To address these challenges, we adapted the NDPP with an array of personalized goals for risk-reduction to meet individual needs (NDPP-Flex). We developed NDPP-Flex based on the Health Belief Model in which factors like personal characteristics, perceived barriers, and self-efficacy influence health outcomes. We also focused on no-cost modifications per our extensive prior research on NDPP implementation that identified both strengths (e.g., cost-effectiveness) and weaknesses (e.g., low reimbursement rates). We piloted NDPP-Flex with 95 diverse participants (e.g., 76% Latinx) in Federally Qualified Health Centers (FQHCs). We compared outcomes to a demographically matched sample (n=245) from our prior delivery of the standard NDPP with pre-set goals for ≥150 minutes of physical activity per week and ≥5% weight loss. NDPP-Flex participants had similar attendance, physical activity, and weight loss, yet achieved about four times greater A1C improvement (0.22 ± 0.05% vs. 0.06 ± 0.03%; p=.018) and likelihood of normoglycemia at follow-up (OR 4.62; p=.013 [95% CI 1.38-15.50]). Clinically, these outcomes are highly significant as a 0.2% A1C reduction is associated with 58% lower risk of diabetes at 3 years, and a return to normoglycemia predicts 56% lower long-term incidence of diabetes. Our findings were published in Diabetes Care along with an invited commentary which noted that our approach is “innovative” and “should be adopted as part of our national strategy of health promotion.”

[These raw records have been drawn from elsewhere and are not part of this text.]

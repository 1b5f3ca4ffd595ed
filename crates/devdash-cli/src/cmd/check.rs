use crate::output::print_json;
use anyhow::Context;
use devdash_core::config::{Config, ConfigWarning, WarnLevel};
use std::path::Path;

/// Validate `devdash.yaml` plus the environment it depends on.
pub fn run(root: &Path, json: bool) -> anyhow::Result<()> {
    let config = Config::load(root).context("failed to load config")?;
    let mut warnings = config.validate();

    if let Some(program) = config.build.command.first().filter(|p| !p.trim().is_empty()) {
        if which::which(program).is_err() {
            warnings.push(ConfigWarning {
                level: WarnLevel::Warning,
                message: format!("build program '{program}' not found on PATH"),
            });
        }
    }

    if json {
        print_json(&serde_json::json!({
            "root": root,
            "config": Config::path(root).exists(),
            "warnings": warnings,
        }))?;
    } else if warnings.is_empty() {
        println!("Config is valid. No warnings.");
    } else {
        for w in &warnings {
            let prefix = match w.level {
                WarnLevel::Warning => "warning",
                WarnLevel::Error => "error",
            };
            println!("[{prefix}] {}", w.message);
        }
    }

    if warnings.iter().any(|w| w.level == WarnLevel::Error) {
        anyhow::bail!("config validation found errors");
    }
    Ok(())
}
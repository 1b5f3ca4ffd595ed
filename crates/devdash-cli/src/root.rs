use std::path::{Path, PathBuf};

use devdash_core::config::CONFIG_FILE;

/// Resolve the project root.
///
/// Priority:
/// 1. `--root` flag / `DEVDASH_ROOT` env var (passed in as `explicit`)
/// 2. Walk upward from `cwd` looking for `devdash.yaml`
/// 3. Walk upward from `cwd` looking for `.git/`
/// 4. Fall back to `cwd`
pub fn resolve_root(explicit: Option<&Path>) -> PathBuf {
    if let Some(p) = explicit {
        return p.to_path_buf();
    }
    let cwd = std::env::current_dir().unwrap_or_else(|_| PathBuf::from("."));
    resolve_from(&cwd)
}

fn resolve_from(start: &Path) -> PathBuf {
    find_upward(start, |d| d.join(CONFIG_FILE).is_file())
        .or_else(|| find_upward(start, |d| d.join(".git").is_dir()))
        .unwrap_or_else(|| start.to_path_buf())
}

fn find_upward(start: &Path, hit: impl Fn(&Path) -> bool) -> Option<PathBuf> {
    start.ancestors().find(|d| hit(d)).map(Path::to_path_buf)
}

We propose a cluster-randomized controlled trial of NDPP-Flex versus the standard NDPP to evaluate effects on glycemia, heterogeneity of treatment effects, and mechanisms of change. We will recruit 200 diverse adults with prediabetes (A1C 5.7-6.4%) and normal weight or overweight/obesity. Participants will enroll in classes (N=20) that are randomized to deliver NDPP-Flex or the standard NDPP. The trial is designed to have >95% power to detect anticipated treatment effects of ~0.2% A1C improvement and ~10% increase in participants who reach normoglycemia compared to the control arm. The study will be conducted by an expert team in a health system with the 8th largest network of FQHCs in the US (Denver Health) and in partnership with a premier research institution (University of Colorado). Specific aims are:
Aim 1. To assess effects of NDPP-Flex on A1C change (primary outcome) and achieving normoglycemia (A1C <5.7%) at 12-months (secondary outcome). Hypothesis: Compared to the standard NDPP, NDPP-Flex will reduce A1C and increase the likelihood of normoglycemia.

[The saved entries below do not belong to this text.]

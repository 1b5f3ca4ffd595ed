pub mod error;
pub mod routes;
pub mod state;
pub mod subprocess;

use axum::routing::{get, post};
use axum::Router;
use std::path::PathBuf;
use tower_http::cors::{Any, CorsLayer};
use tower_http::trace::TraceLayer;

pub use state::AppState;

/// Build the axum Router with all API routes and middleware.
/// Used by `serve()` and available for integration testing.
pub fn build_router(app_state: AppState) -> Router {
    let cors = CorsLayer::new()
        .allow_origin(Any)
        .allow_methods(Any)
        .allow_headers(Any);

    Router::new()
        // Projects
        .route(
            "/api/projects",
            get(routes::projects::list_projects).post(routes::projects::create_project),
        )
        .route(
            "/api/projects/{id}",
            get(routes::projects::get_project)
                .put(routes::projects::update_project)
                .delete(routes::projects::delete_project),
        )
        // Collaborators
        .route("/api/ai", post(routes::ai::complete))
        .route("/api/verify", post(routes::verify::verify))
        // Diagnostics
        .route("/api/system-check", get(routes::system::system_check))
        .layer(TraceLayer::new_for_http())
        .layer(cors)
        .with_state(app_state)
}

/// Load configuration under `root`, open the store and serve on `port`.
pub async fn serve(root: PathBuf, port: u16) -> anyhow::Result<()> {
    let addr = format!("0.0.0.0:{port}");
    let listener = tokio::net::TcpListener::bind(&addr).await?;
    serve_on(root, listener).await
}

/// Serve on a pre-bound listener.
///
/// Unlike `serve`, this accepts a `TcpListener` that was already bound so the
/// caller can read the actual port before starting (useful when `port = 0` and
/// the OS picks a free port).
pub async fn serve_on(root: PathBuf, listener: tokio::net::TcpListener) -> anyhow::Result<()> {
    let actual_port = listener.local_addr()?.port();
    let app = build_router(AppState::load(root).await?);

    tracing::info!("devdash server listening on http://localhost:{actual_port}");

    axum::serve(listener, app).await?;
    Ok(())
}
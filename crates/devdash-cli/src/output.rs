use devdash_core::types::ChatMessage;
use devdash_core::workflow::Severity;
use serde::Serialize;

pub fn print_json<T: Serialize>(value: &T) -> anyhow::Result<()> {
    let json = serde_json::to_string_pretty(value)?;
    println!("{json}");
    Ok(())
}

/// Left-aligned columns separated by two spaces, with a dashed rule under
/// the header.
pub fn print_table(headers: &[&str], rows: &[Vec<String>]) {
    for line in format_table(headers, rows) {
        println!("{line}");
    }
}

fn format_table(headers: &[&str], rows: &[Vec<String>]) -> Vec<String> {
    let mut widths: Vec<usize> = headers.iter().map(|h| h.chars().count()).collect();
    for row in rows {
        for (w, cell) in widths.iter_mut().zip(row) {
            *w = (*w).max(cell.chars().count());
        }
    }

    let mut out = Vec::with_capacity(rows.len() + 2);
    out.push(format_row(headers.iter().copied(), &widths));
    let rule: Vec<String> = widths.iter().map(|&w| "-".repeat(w)).collect();
    out.push(rule.join("  "));
    for row in rows {
        out.push(format_row(row.iter().map(String::as_str), &widths));
    }
    out
}

fn format_row<'a>(cells: impl Iterator<Item = &'a str>, widths: &[usize]) -> String {
    let padded: Vec<String> = cells
        .zip(widths)
        .map(|(c, &w)| format!("{c:w$}"))
        .collect();
    padded.join("  ").trim_end().to_string()
}

/// One log line with its severity shown as a fixed-width label.
pub fn format_log(line: &str) -> String {
    let label = Severity::of(line).map(Severity::label).unwrap_or_default();
    format!("  log {label:<7} {line}")
}

pub fn format_chat(msg: &ChatMessage) -> String {
    let mut lines = msg.text.lines();
    let first = lines.next().unwrap_or_default();
    let mut out = format!("{:>4}> {first}", msg.sender.to_string());
    for rest in lines {
        out.push_str("\n      ");
        out.push_str(rest);
    }
    out
}
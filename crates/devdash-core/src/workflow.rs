//! Stage rendering, log severity tags and the hard-coded action triggers.
//!
//! Nothing here guards transitions: any status can follow any other, and the
//! store accepts whatever valid label it is given.

use crate::types::Status;

// ---------------------------------------------------------------------------
// StageState
// ---------------------------------------------------------------------------

#[derive(Debug, Clone, Copy, PartialEq, Eq)]
pub enum StageState {
    Done,
    Current,
    Future,
}

impl Status {
    /// Where `self` sits relative to the project's `current` stage.
    pub fn stage_state(self, current: Status) -> StageState {
        match self.cmp(&current) {
            std::cmp::Ordering::Less => StageState::Done,
            std::cmp::Ordering::Equal => StageState::Current,
            std::cmp::Ordering::Greater => StageState::Future,
        }
    }
}

/// One-line progress strip, e.g. `[x] Planning > [*] Development > [ ] Testing …`.
pub fn render_progress(current: Status) -> String {
    Status::all()
        .iter()
        .map(|&stage| {
            let mark = match stage.stage_state(current) {
                StageState::Done => "[x]",
                StageState::Current => "[*]",
                StageState::Future => "[ ]",
            };
            format!("{mark} {stage}")
        })
        .collect::<Vec<_>>()
        .join(" > ")
}

// ---------------------------------------------------------------------------
// Severity
// ---------------------------------------------------------------------------

#[derive(Debug, Clone, Copy, PartialEq, Eq)]
pub enum Severity {
    Info,
    Success,
    Warning,
    Error,
}

impl Severity {
    /// Severity from a log line's leading tag. Untagged lines and other tags
    /// (`[USER]`, `[AI]`) have none.
    pub fn of(line: &str) -> Option<Severity> {
        let line = line.trim_start();
        [
            ("[INFO]", Severity::Info),
            ("[SUCCESS]", Severity::Success),
            ("[WARNING]", Severity::Warning),
            ("[ERROR]", Severity::Error),
        ]
        .into_iter()
        .find_map(|(tag, sev)| line.starts_with(tag).then_some(sev))
    }

    pub fn label(self) -> &'static str {
        match self {
            Severity::Info => "info",
            Severity::Success => "success",
            Severity::Warning => "warning",
            Severity::Error => "error",
        }
    }
}

// ---------------------------------------------------------------------------
// Trigger
// ---------------------------------------------------------------------------

const BUILD_PHRASE: &str = "build project";
const DECOMPOSE_MARKER: &str = "decompose task:";

/// What a line of user input asks the dashboard to do.
#[derive(Debug, Clone, PartialEq, Eq)]
pub enum Trigger {
    /// Run build verification; `Testing`, then `Deployment` on success.
    Build,
    /// Break the remaining text into CLI commands; `Development` on success.
    Decompose(String),
    /// Plain conversation with the assistant.
    Chat,
}

impl Trigger {
    pub fn classify(input: &str) -> Trigger {
        if find_ignore_case(input, BUILD_PHRASE).is_some() {
            return Trigger::Build;
        }
        if let Some(end) = find_ignore_case(input, DECOMPOSE_MARKER) {
            return Trigger::Decompose(input[end..].trim().to_string());
        }
        Trigger::Chat
    }
}

/// Byte offset just past the first ASCII-case-insensitive match of `needle`
/// in `haystack`. `needle` must be ASCII, so the offset is a char boundary.
fn find_ignore_case(haystack: &str, needle: &str) -> Option<usize> {
    let bytes = haystack.as_bytes();
    haystack
        .char_indices()
        .map(|(i, _)| i)
        .find(|&i| {
            bytes
                .get(i..i + needle.len())
                .is_some_and(|window| window.eq_ignore_ascii_case(needle.as_bytes()))
        })
        .map(|i| i + needle.len())
}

Aim 2. To assess heterogeneity of treatment effects on A1C by demographic characteristics (age, gender, race/ethnicity, income, language) and for individuals of normal weight (vs. overweight/obesity) to understand for whom NDPP-Flex may be effective. Hypothesis: For all subgroups of participants, NDPP-Flex will result in equivalent or superior A1C improvement than the standard NDPP.
Aim 3. To explore effects of NDPP-Flex on other health outcomes (weight, diet, physical activity) and psychosocial outcomes (motivation, perceived control, perceived stress). We will explore these outcomes as mediators of glycemic improvement to understand the key mechanisms of change. Hypothesis: NDPP-Flex will have a greater positive effect on psychosocial factors than the standard NDPP, which will account for greater A1C improvement than differences in health outcomes.

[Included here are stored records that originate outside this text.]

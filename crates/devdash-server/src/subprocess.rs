use std::path::Path;
use std::process::Stdio;
use std::time::Duration;

use devdash_core::config::BuildConfig;
use devdash_core::types::BuildReport;
use tokio::process::Command;

#[derive(Debug, thiserror::Error)]
pub enum RunError {
    #[error("no command configured")]
    Empty,

    #[error("failed to spawn '{program}': {source}")]
    Spawn {
        program: String,
        #[source]
        source: std::io::Error,
    },

    #[error("timed out after {}s", .0.as_secs())]
    TimedOut(Duration),

    #[error("wait failed: {0}")]
    Wait(#[source] std::io::Error),
}

/// Captured output of a finished process.
#[derive(Debug, Clone)]
pub struct CommandOutput {
    /// `None` when the process was killed by a signal.
    pub exit_code: Option<i32>,
    pub stdout: String,
    pub stderr: String,
}

/// Run `argv` in `cwd` to completion and capture both streams. The child is
/// killed if `timeout` expires first.
pub async fn run_captured(
    argv: &[String],
    cwd: &Path,
    timeout: Duration,
) -> Result<CommandOutput, RunError> {
    let (program, args) = argv.split_first().ok_or(RunError::Empty)?;

    let child = Command::new(program)
        .args(args)
        .current_dir(cwd)
        .stdin(Stdio::null())
        .stdout(Stdio::piped())
        .stderr(Stdio::piped())
        .kill_on_drop(true)
        .spawn()
        .map_err(|source| RunError::Spawn {
            program: program.clone(),
            source,
        })?;

    let output = tokio::time::timeout(timeout, child.wait_with_output())
        .await
        .map_err(|_| RunError::TimedOut(timeout))?
        .map_err(RunError::Wait)?;

    Ok(CommandOutput {
        exit_code: output.status.code(),
        stdout: String::from_utf8_lossy(&output.stdout).into_owned(),
        stderr: String::from_utf8_lossy(&output.stderr).into_owned(),
    })
}

/// Run the configured build in `root`. Anything written to stderr counts as
/// a failure, whatever the exit status.
pub async fn verify_build(build: &BuildConfig, root: &Path) -> BuildReport {
    tracing::info!(command = %build.command.join(" "), "running build");

    let out = match run_captured(&build.command, root, build.timeout()).await {
        Ok(out) => out,
        Err(e) => {
            tracing::error!(error = %e, "build could not run");
            return BuildReport {
                success: false,
                message: format!("Failed to run build process: {e}"),
                ..Default::default()
            };
        }
    };

    let message = if !out.stderr.is_empty() {
        "Build failed with errors".to_string()
    } else if out.exit_code != Some(0) {
        match out.exit_code {
            Some(code) => format!("Build exited with status {code}"),
            None => "Build was terminated by a signal".to_string(),
        }
    } else {
        tracing::info!("build succeeded");
        return BuildReport {
            success: true,
            message: "Build completed successfully".into(),
            stdout: out.stdout,
            stderr: out.stderr,
        };
    };

    tracing::warn!(exit_code = ?out.exit_code, "{message}");
    BuildReport {
        success: false,
        message,
        stdout: out.stdout,
        stderr: out.stderr,
    }
}

#[cfg(test)]
mod tests {
    use super::*;

    fn sh(script: &str) -> BuildConfig {
        BuildConfig {
            command: vec!["sh".into(), "-c".into(), script.into()],
            timeout_secs: 10,
        }
    }

    #[tokio::test]
    async fn captures_stdout() {
        let out = run_captured(
            &["echo".into(), "hello".into()],
            Path::new("/tmp"),
            Duration::from_secs(10),
        )
        .await
        .unwrap();
        assert_eq!(out.exit_code, Some(0));
        assert_eq!(out.stdout.trim(), "hello");
        assert!(out.stderr.is_empty());
    }

    #[tokio::test]
    async fn empty_argv_is_rejected() {
        let err = run_captured(&[], Path::new("/tmp"), Duration::from_secs(1))
            .await
            .unwrap_err();
        assert!(matches!(err, RunError::Empty));
    }

    #[tokio::test]
    async fn clean_build_succeeds() {
        let report = verify_build(&sh("echo built"), Path::new("/tmp")).await;
        assert!(report.success);
        assert_eq!(report.stdout.trim(), "built");
    }

    #[tokio::test]
    async fn stderr_fails_even_with_zero_exit() {
        let report = verify_build(&sh("echo warning >&2; exit 0"), Path::new("/tmp")).await;
        assert!(!report.success);
        assert_eq!(report.message, "Build failed with errors");
        assert_eq!(report.stderr.trim(), "warning");
    }

    #[tokio::test]
    async fn nonzero_exit_fails() {
        let report = verify_build(&sh("exit 3"), Path::new("/tmp")).await;
        assert!(!report.success);
        assert_eq!(report.message, "Build exited with status 3");
    }

    #[tokio::test]
    async fn missing_program_fails_with_cause() {
        let build = BuildConfig {
            command: vec!["devdash-no-such-program".into()],
            timeout_secs: 10,
        };
        let report = verify_build(&build, Path::new("/tmp")).await;
        assert!(!report.success);
        assert!(report.message.starts_with("Failed to run build process"));
        assert!(report.message.contains("devdash-no-such-program"));
    }

    #[tokio::test]
    async fn slow_build_times_out() {
        let build = BuildConfig {
            command: vec!["sleep".into(), "5".into()],
            timeout_secs: 1,
        };
        let report = verify_build(&build, Path::new("/tmp")).await;
        assert!(!report.success);
        assert!(report.message.contains("timed out after 1s"));
    }
}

Impact: NDPP-Flex could shift clinical guidelines from prescriptive (and largely unattainable) goals to a more person-centered approach to diabetes prevention. Moreover, NDPP-Flex will be preferable from a health equity lens if it is better for underserved groups and without diminishing benefits for others. This approach could also expand public health impact by reaching lean adults with prediabetes who are currently excluded from the NDPP (given its focus on overweight/obesity), but account for ~10-20% of incident diabetes cases. The results have strong implementation potential through rapid dissemination among >2000 organizations that currently deliver the NDPP, and by contributing high-quality evidence to modernize clinical guidelines for prevention.